Так был сделан первый шаг, Затем, совершенно неожиданно, доктору Брайтуэйту предложили пройти медицинское освидетельствование, где он встретил одного из своих коллег.
– Привет, Джерри! Как поживаете?
– Нормально, – отвечал Брайтуэйт.
– Ну и в местечко мы с вами попали! Здесь, в Фолкрофте, в деньгах просто купаются!
– На самом деле? Интересно, – сказал Брайтуэйт.
Доктора Смита чрезвычайно заинтересовал план новой больницы. Они обсудили даже дату начала строительства. Но Смит очень спешил и предложил подбросить доктора Брайтуэйта до Нью-Йорка на принадлежащем Фолкрофту самолете, а в пути поговорить поподробнее.
Брайтуэйт, естественно, согласился. Так был сделан третий шаг. Самолет в Нью-Йорке не приземлился. Как только они оторвались от взлетной полосы небольшого аэродрома в Вестчестере, произошли сразу два события. Первое – доктор Смит твердо пообещал Брайтуэйту построить медицинскую школу. Второе – попросил осмотреть пациента, в котором он, Смит, очень заинтересован. Это совсем недалеко, объяснял Смит, а он будет так обязан доктору Брайтуэйту.
Четвертая и последняя ошибка:
– Хорошо, доктор Смит, с удовольствием.
«Совсем недалеко» оказалось в двух с половиной часах полета сквозь опустившуюся ночь. Затем – несколько минут на вертолете, приземлившемся на угольной барже. Во влажном соленом воздухе ощущался запах расположенных неподалеку болот. «Большая река впадает в океан», – сориентировался Брайтуэйт.

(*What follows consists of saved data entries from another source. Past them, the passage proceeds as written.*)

#[cfg(test)]
pub(crate) mod tests {
    use super::*;
    use crate::ConditionCode;

    pub(crate) fn test_header(crc_flag: bool) -> PduHeader {
        PduHeader {
            direction: Direction::TowardsReceiver,
            transmission_mode: TransmissionMode::Acknowledged,
            crc_flag,
            large_file: false,
            entity_id_length: 2,
            seq_num_length: 4,
            source_id: 23,
            seq_num: 1,
            dest_id: 5,
        }
    }

    #[test]
    fn header_round_trip_with_odd_field_widths() {
        let header = PduHeader {
            direction: Direction::TowardsSender,
            transmission_mode: TransmissionMode::Unacknowledged,
            crc_flag: false,
            large_file: false,
            entity_id_length: 3,
            seq_num_length: 5,
            source_id: 0x0A0B0C,
            seq_num: 0x0102030405,
            dest_id: 0x010203,
        };
        let pdu = CfdpPdu::new(header, PduPayload::KeepAlive(KeepAlivePdu::new(42)));
        let raw = pdu.to_vec();
        assert_eq!(raw.len(), header.len_written() + 1 + 4);
        let decoded = CfdpPdu::decode(&raw).unwrap();
        assert_eq!(decoded, pdu);
        assert_eq!(decoded.transaction_id(), TransactionId::new(0x0A0B0C, 0x0102030405));
    }

    #[test]
    fn first_byte_layout() {
        let pdu = CfdpPdu::new(
            test_header(false),
            PduPayload::FileData(FileDataPdu::new(0, vec![1, 2, 3])),
        );
        let raw = pdu.to_vec();
        // version 001, file data, towards receiver, acknowledged, no CRC, no large file.
        assert_eq!(raw[0], 0b0011_0000);
        // entity ID length 2, sequence number length 4.
        assert_eq!(raw[3], 0b0001_0011);
    }

    #[test]
    fn crc_trailer_is_appended_and_verified() {
        let pdu = CfdpPdu::new(
            test_header(true),
            PduPayload::Eof(EofPdu::new(ConditionCode::NoError, 0xDEADBEEF, 100)),
        );
        let mut raw = pdu.to_vec();
        assert_eq!(CfdpPdu::decode(&raw).unwrap(), pdu);
        *raw.last_mut().unwrap() ^= 0xFF;
        let err = CfdpPdu::decode(&raw).unwrap_err();
        assert!(matches!(err.reason, PduError::CrcFailure { .. }));
        assert_eq!(err.raw, raw);
    }

    #[test]
    fn truncated_buffer_is_rejected() {
        let pdu = CfdpPdu::new(
            test_header(false),
            PduPayload::KeepAlive(KeepAlivePdu::new(0)),
        );
        let raw = pdu.to_vec();
        let err = CfdpPdu::decode(&raw[..raw.len() - 1]).unwrap_err();
        assert!(matches!(err.reason, PduError::DataLengthMismatch { .. }));
        let err = CfdpPdu::decode(&raw[..3]).unwrap_err();
        assert!(matches!(err.reason, PduError::ByteConversion { .. }));
    }

    #[test]
    fn unknown_directive_is_rejected() {
        let pdu = CfdpPdu::new(
            test_header(false),
            PduPayload::KeepAlive(KeepAlivePdu::new(0)),
        );
        let mut raw = pdu.to_vec();
        let header_len = test_header(false).len_written();
        // Prompt PDUs are not supported.
        raw[header_len] = 0x09;
        let err = CfdpPdu::decode(&raw).unwrap_err();
        assert_eq!(err.reason, PduError::UnknownDirective(0x09));
    }

    #[test]
    fn wrong_version_is_rejected() {
        let pdu = CfdpPdu::new(
            test_header(false),
            PduPayload::KeepAlive(KeepAlivePdu::new(0)),
        );
        let mut raw = pdu.to_vec();
        raw[0] = (raw[0] & 0b0001_1111) | (0b111 << 5);
        let err = CfdpPdu::decode(&raw).unwrap_err();
        assert_eq!(err.reason, PduError::InvalidVersion(0b111));
    }

    #[test]
    fn large_file_flag_is_decoded() {
        let mut header = test_header(false);
        header.large_file = true;
        let pdu = CfdpPdu::new(header, PduPayload::KeepAlive(KeepAlivePdu::new(9)));
        let decoded = CfdpPdu::decode(&pdu.to_vec()).unwrap();
        assert!(decoded.header.large_file);
    }
}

В куче угля оказалась дверь. Доктор Смит запер ее за собой, и все его дружелюбие моментально улетучилось.
– Вы должны спасти этого человека, – приказал Смит. – Со мной можно связаться по телефону из той комнаты.

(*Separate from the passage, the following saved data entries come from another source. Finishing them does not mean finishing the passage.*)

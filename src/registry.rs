//! # CFDP transfer registry
//!
//! The [TransferRegistry] is the entry point of the engine. It validates and admits
//! [PutRequest]s, decodes raw inbound datagrams and routes them to the owning transaction,
//! creates receiving state machines for transactions initiated by a remote entity, and
//! exposes pause, resume, cancel and status queries addressed by registry ID.
//!
//! Every transaction runs on its own worker thread with a command mailbox. The worker is the
//! transaction's sequencer: inbound PDUs, operator commands and timer expiries are all
//! applied there, strictly one at a time, so the state machines themselves need no internal
//! locking discipline beyond the mailbox. The worker wakes up at the configured inter-PDU
//! interval to poll timers and generate the next outbound PDU.
//!
//! A background housekeeper evicts terminal transfers after a grace period during which
//! trailing PDUs from the peer (such as a resent Finished) are still answered, and promotes
//! queued uploads when a slot frees up.
use std::collections::VecDeque;
use std::sync::atomic::{AtomicBool, AtomicU64, Ordering};
use std::sync::{mpsc, Arc, Mutex};
use std::thread::{self, JoinHandle};
use std::time::{Duration, Instant, SystemTime};

use hashbrown::HashMap;

use crate::dest::IncomingTransfer;
use crate::filestore::Filestore;
use crate::pdu::{CfdpPdu, Direction, PduPayload};
use crate::request::{PutRequest, RequestError};
use crate::source::OutgoingTransfer;
use crate::{
    CfdpConfig, ConditionCode, EventSeverity, EventSink, PduSender, TransactionId,
    TransferDirection, TransferLog, TransferMonitor, TransferSnapshot, TransferState,
};

pub const ETYPE_TRANSFER_STARTED: &str = "TRANSFER_STARTED";
pub const ETYPE_TRANSFER_FINISHED: &str = "TRANSFER_FINISHED";
pub const ETYPE_TRANSFER_SUSPENDED: &str = "TRANSFER_SUSPENDED";
pub const ETYPE_TRANSFER_RESUMED: &str = "TRANSFER_RESUMED";
pub const ETYPE_EOF_LIMIT_REACHED: &str = "EOF_LIMIT_REACHED";
pub const ETYPE_FIN_LIMIT_REACHED: &str = "FIN_LIMIT_REACHED";
pub const ETYPE_PDU_DECODING_ERROR: &str = "PDU_DECODING_ERROR";
pub const ETYPE_UNEXPECTED_PDU: &str = "UNEXPECTED_PDU";
pub const ETYPE_LARGE_FILE_NOT_SUPPORTED: &str = "LARGE_FILE_NOT_SUPPORTED";
pub const ETYPE_TX_LIMIT_REACHED: &str = "TX_LIMIT_REACHED";

#[derive(Debug, thiserror::Error)]
#[non_exhaustive]
pub enum RegistryError {
    #[error("no transfer with ID {0}")]
    UnknownTransfer(u64),
}

/// Command posted to a transfer's mailbox.
enum Command {
    Pdu(CfdpPdu),
    Suspend,
    Resume,
    Cancel(ConditionCode),
    Shutdown,
}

Смит бегло ознакомил доктора Брайтуэйта с импровизированным госпиталем и пропал. Прошла уже почти неделя с тех пор, как доктор Брайтуэйт оказался фактически в плену в этом сумасшедшем доме в компании медсестры, не говорящей по-английски, странного пациента, только внешне напоминающего обыкновенного человека, и азиата, который, хотя и говорил по-английски, нес нечто несусветное.

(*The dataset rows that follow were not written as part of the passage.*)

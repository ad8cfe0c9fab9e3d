//! Object storage collaborator. Completed downloads are delivered to a [Filestore] as whole
//! objects inside named buckets, together with a metadata map describing the transaction.
use std::fs;
use std::io::Write;
use std::path::{Path, PathBuf};

use hashbrown::HashMap;

#[derive(Debug, thiserror::Error)]
#[non_exhaustive]
pub enum FilestoreError {
    #[error("object {name} does not exist in bucket {bucket}")]
    ObjectDoesNotExist { bucket: String, name: String },
    #[error("invalid object name {0}")]
    InvalidObjectName(String),
    #[error("bucket {bucket} is full: {needed} bytes needed, {available} available")]
    BucketFull {
        bucket: String,
        needed: u64,
        available: u64,
    },
    #[error("IO error: {0}")]
    Io(#[from] std::io::Error),
}

/// Bucket/object storage used to deliver received files and to read objects for upload.
pub trait Filestore: Send + Sync {
    /// Stores an object, creating the bucket if needed. When `overwrite` is false and the
    /// name is taken, a unique name with a numeric suffix is chosen instead. Returns the
    /// name the object was stored under.
    fn save_object(
        &self,
        bucket: &str,
        name: &str,
        data: &[u8],
        metadata: &HashMap<String, String>,
        overwrite: bool,
    ) -> Result<String, FilestoreError>;

    fn get_object(&self, bucket: &str, name: &str) -> Result<Vec<u8>, FilestoreError>;

    /// Remaining capacity of a bucket in bytes.
    fn available_space(&self, bucket: &str) -> Result<u64, FilestoreError>;
}

/// [Filestore] keeping each bucket as a directory under a common root. Object metadata is
/// stored next to the object in a `<name>.meta` sidecar file with one `key=value` line per
/// entry.
#[derive(Debug)]
pub struct NativeFilestore {
    root: PathBuf,
    bucket_capacity: u64,
}

const DEFAULT_BUCKET_CAPACITY: u64 = 100 * 1024 * 1024;
const METADATA_SUFFIX: &str = ".meta";

impl NativeFilestore {
    pub fn new(root: impl Into<PathBuf>) -> Self {
        Self {
            root: root.into(),
            bucket_capacity: DEFAULT_BUCKET_CAPACITY,
        }
    }

    pub fn with_bucket_capacity(mut self, bucket_capacity: u64) -> Self {
        self.bucket_capacity = bucket_capacity;
        self
    }

    /// Flattens a remote path into a plain object name. Directory separators are replaced so
    /// an object can never escape its bucket.
    fn sanitize(name: &str) -> Result<String, FilestoreError> {
        let flattened = name.trim_matches('/').replace('/', "_");
        if flattened.is_empty() || flattened.contains("..") {
            return Err(FilestoreError::InvalidObjectName(name.to_string()));
        }
        Ok(flattened)
    }

    fn bucket_dir(&self, bucket: &str) -> PathBuf {
        self.root.join(bucket)
    }

    fn used_space(dir: &Path) -> Result<u64, FilestoreError> {
        if !dir.is_dir() {
            return Ok(0);
        }
        let mut used = 0;
        for entry in fs::read_dir(dir)? {
            used += entry?.metadata()?.len();
        }
        Ok(used)
    }
}

impl Filestore for NativeFilestore {
    fn save_object(
        &self,
        bucket: &str,
        name: &str,
        data: &[u8],
        metadata: &HashMap<String, String>,
        overwrite: bool,
    ) -> Result<String, FilestoreError> {
        let dir = self.bucket_dir(bucket);
        fs::create_dir_all(&dir)?;
        let available = self.available_space(bucket)?;
        if data.len() as u64 > available {
            return Err(FilestoreError::BucketFull {
                bucket: bucket.to_string(),
                needed: data.len() as u64,
                available,
            });
        }
        let base = Self::sanitize(name)?;
        let mut effective = base.clone();
        if !overwrite {
            let mut counter = 1;
            while dir.join(&effective).exists() {
                effective = format!("{}({})", base, counter);
                counter += 1;
            }
        }
        fs::write(dir.join(&effective), data)?;
        if !metadata.is_empty() {
            let mut sidecar =
                fs::File::create(dir.join(format!("{}{}", effective, METADATA_SUFFIX)))?;
            let mut entries: Vec<_> = metadata.iter().collect();
            entries.sort();
            for (key, value) in entries {
                writeln!(sidecar, "{}={}", key, value)?;
            }
        }
        Ok(effective)
    }

    fn get_object(&self, bucket: &str, name: &str) -> Result<Vec<u8>, FilestoreError> {
        let path = self.bucket_dir(bucket).join(Self::sanitize(name)?);
        if !path.is_file() {
            return Err(FilestoreError::ObjectDoesNotExist {
                bucket: bucket.to_string(),
                name: name.to_string(),
            });
        }
        Ok(fs::read(path)?)
    }

    fn available_space(&self, bucket: &str) -> Result<u64, FilestoreError> {
        let used = Self::used_space(&self.bucket_dir(bucket))?;
        Ok(self.bucket_capacity.saturating_sub(used))
    }
}

#[cfg(test)]
mod tests {
    use super::*;
    use tempfile::tempdir;

    fn meta(pairs: &[(&str, &str)]) -> HashMap<String, String> {
        pairs
            .iter()
            .map(|(k, v)| (k.to_string(), v.to_string()))
            .collect()
    }

    #[test]
    fn save_and_read_back() {
        let dir = tempdir().unwrap();
        let store = NativeFilestore::new(dir.path());
        let name = store
            .save_object("down", "img.raw", &[1, 2, 3], &HashMap::new(), true)
            .unwrap();
        assert_eq!(name, "img.raw");
        assert_eq!(store.get_object("down", "img.raw").unwrap(), vec![1, 2, 3]);
    }

    #[test]
    fn overwrite_replaces_content() {
        let dir = tempdir().unwrap();
        let store = NativeFilestore::new(dir.path());
        store
            .save_object("b", "f", &[1], &HashMap::new(), true)
            .unwrap();
        store
            .save_object("b", "f", &[2, 3], &HashMap::new(), true)
            .unwrap();
        assert_eq!(store.get_object("b", "f").unwrap(), vec![2, 3]);
    }

    #[test]
    fn unique_name_when_overwrite_disallowed() {
        let dir = tempdir().unwrap();
        let store = NativeFilestore::new(dir.path());
        store
            .save_object("b", "f", &[1], &HashMap::new(), false)
            .unwrap();
        let second = store
            .save_object("b", "f", &[2], &HashMap::new(), false)
            .unwrap();
        assert_eq!(second, "f(1)");
        let third = store
            .save_object("b", "f", &[3], &HashMap::new(), false)
            .unwrap();
        assert_eq!(third, "f(2)");
        assert_eq!(store.get_object("b", "f").unwrap(), vec![1]);
        assert_eq!(store.get_object("b", "f(2)").unwrap(), vec![3]);
    }

    #[test]
    fn metadata_sidecar_is_written() {
        let dir = tempdir().unwrap();
        let store = NativeFilestore::new(dir.path());
        store
            .save_object(
                "b",
                "f",
                &[0],
                &meta(&[("source", "23"), ("checksumError", "true")]),
                true,
            )
            .unwrap();
        let sidecar = fs::read_to_string(dir.path().join("b").join("f.meta")).unwrap();
        assert_eq!(sidecar, "checksumError=true\nsource=23\n");
    }

    #[test]
    fn path_separators_are_flattened() {
        let dir = tempdir().unwrap();
        let store = NativeFilestore::new(dir.path());
        let name = store
            .save_object("b", "/out/sub/f.bin", &[0], &HashMap::new(), true)
            .unwrap();
        assert_eq!(name, "out_sub_f.bin");
        assert!(store
            .save_object("b", "../f", &[0], &HashMap::new(), true)
            .is_err());
    }

    #[test]
    fn capacity_accounting() {
        let dir = tempdir().unwrap();
        let store = NativeFilestore::new(dir.path()).with_bucket_capacity(10);
        store
            .save_object("b", "f", &[0; 8], &HashMap::new(), true)
            .unwrap();
        assert_eq!(store.available_space("b").unwrap(), 2);
        assert!(matches!(
            store.save_object("b", "g", &[0; 4], &HashMap::new(), true),
            Err(FilestoreError::BucketFull { .. })
        ));
    }

    #[test]
    fn missing_object() {
        let dir = tempdir().unwrap();
        let store = NativeFilestore::new(dir.path());
        assert!(matches!(
            store.get_object("nope", "f"),
            Err(FilestoreError::ObjectDoesNotExist { .. })
        ));
    }
}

Доктор Брайтуэйт стоял перед подергивающимся телом.
– На этот раз, надеюсь, ремни выдержат, – произнес он.
Темноглазая медсестра бросила на него непонимающий взгляд. Брайтуэйт показал пальцем на ремни, сделал вид, что дергает их, и улыбнулся. Сестра улыбнулась в ответ. «Замечательно, – подумал Брайтуэйт, – в ход пошел язык жестов.»
Вот если бы этот древний азиат, находящийся, судя по всему, на закате жизни, тоже не говорил по-английски, это было бы здорово! Он начал досаждать Брайтуэйту с самого первого дня, когда, склонившись над пациентом, потыкал в него пальцами с длинными ногтями, а потом недоверчиво покосился на доктора и стал объяснять, что произошло.
– Гамбургер, – сказал старик, – нарушил гармонию его бытия.
– Шли бы вы отсюда, – сказал Брайтуэйт. – Я не могу осматривать пациента, когда вы в него тычете пальцами.
– Мой сын нарушил чистоту своей внутренней гармонии, – настаивал старый азиат. – Нужно ее восстановить!
Доктор Брайтуэйт позвал санитара, чтобы тот вывел старикашку. Никто не отозвался. Брайтуэйт еще раз попросил его выйти вон – хилый дед не шевельнулся, хотел схватить его за плечо – плечо выскользнуло из рук. Брайтуэйт толкнул его в грудь. Старикашка вряд ли весил больше сорока пяти килограммов, но даже не сдвинулся с места под напором восмидесятикилограммового доктора, который, кстати, за последний месяц немного похудел. Брайтуэйт толкнул его снова – безрезультатно.